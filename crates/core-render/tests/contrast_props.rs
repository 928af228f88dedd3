//! Property: contrast repair always reaches the floor or lands on pure
//! white/black.

use core_render::{CONTRAST_MIN, Rgb, contrast_ratio, ensure_contrast};
use proptest::prelude::*;

proptest! {
    #[test]
    fn repaired_foreground_meets_floor_or_is_extreme(
        fr in any::<u8>(), fg_ in any::<u8>(), fb in any::<u8>(),
        br in any::<u8>(), bg_ in any::<u8>(), bb in any::<u8>(),
    ) {
        let fg = Rgb::new(fr, fg_, fb);
        let bg = Rgb::new(br, bg_, bb);
        let fixed = ensure_contrast(fg, bg);
        let ok = contrast_ratio(fixed, bg) >= CONTRAST_MIN
            || fixed == Rgb::WHITE
            || fixed == Rgb::BLACK;
        prop_assert!(ok, "fg {fg:?} on bg {bg:?} -> {fixed:?}");
    }

    #[test]
    fn repair_is_idempotent_on_good_pairs(
        fr in any::<u8>(), fg_ in any::<u8>(), fb in any::<u8>(),
    ) {
        let fg = Rgb::new(fr, fg_, fb);
        let bg = Rgb::BLACK;
        let once = ensure_contrast(fg, bg);
        let twice = ensure_contrast(once, bg);
        prop_assert_eq!(once, twice);
    }
}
.....
• **Problem description**
Retype all the data. Nothing may be left out or altered.

• **Solution to this task**
filename crates/core-render/tests/contrast_props.rs
repository 928af228f88dedd3
//! Property: contrast repair always reaches the floor or lands on pure
//! white/black.

use core_render::{CONTRAST_MIN, Rgb, contrast_ratio, ensure_contrast};
use proptest::prelude::*;

proptest! {
    #[test]
    fn repaired_foreground_meets_floor_or_is_extreme(
        fr in any::<u8>(), fg_ in any::<u8>(), fb in any::<u8>(),
        br in any::<u8>(), bg_ in any::<u8>(), bb in any::<u8>(),
    ) {
        let fg = Rgb::new(fr, fg_, fb);
        let bg = Rgb::new(br, bg_, bb);
        let fixed = ensure_contrast(fg, bg);
        let ok = contrast_ratio(fixed, bg) >= CONTRAST_MIN
            || fixed == Rgb::WHITE
            || fixed == Rgb::BLACK;
        prop_assert!(ok, "fg {fg:?} on bg {bg:?} -> {fixed:?}");
    }

    #[test]
    fn repair_is_idempotent_on_good_pairs(
        fr in any::<u8>(), fg_ in any::<u8>(), fb in any::<u8>(),
    ) {
        let fg = Rgb::new(fr, fg_, fb);
        let bg = Rgb::BLACK;
        let once = ensure_contrast(fg, bg);
        let twice = ensure_contrast(once, bg);
        prop_assert_eq!(once, twice);
    }
}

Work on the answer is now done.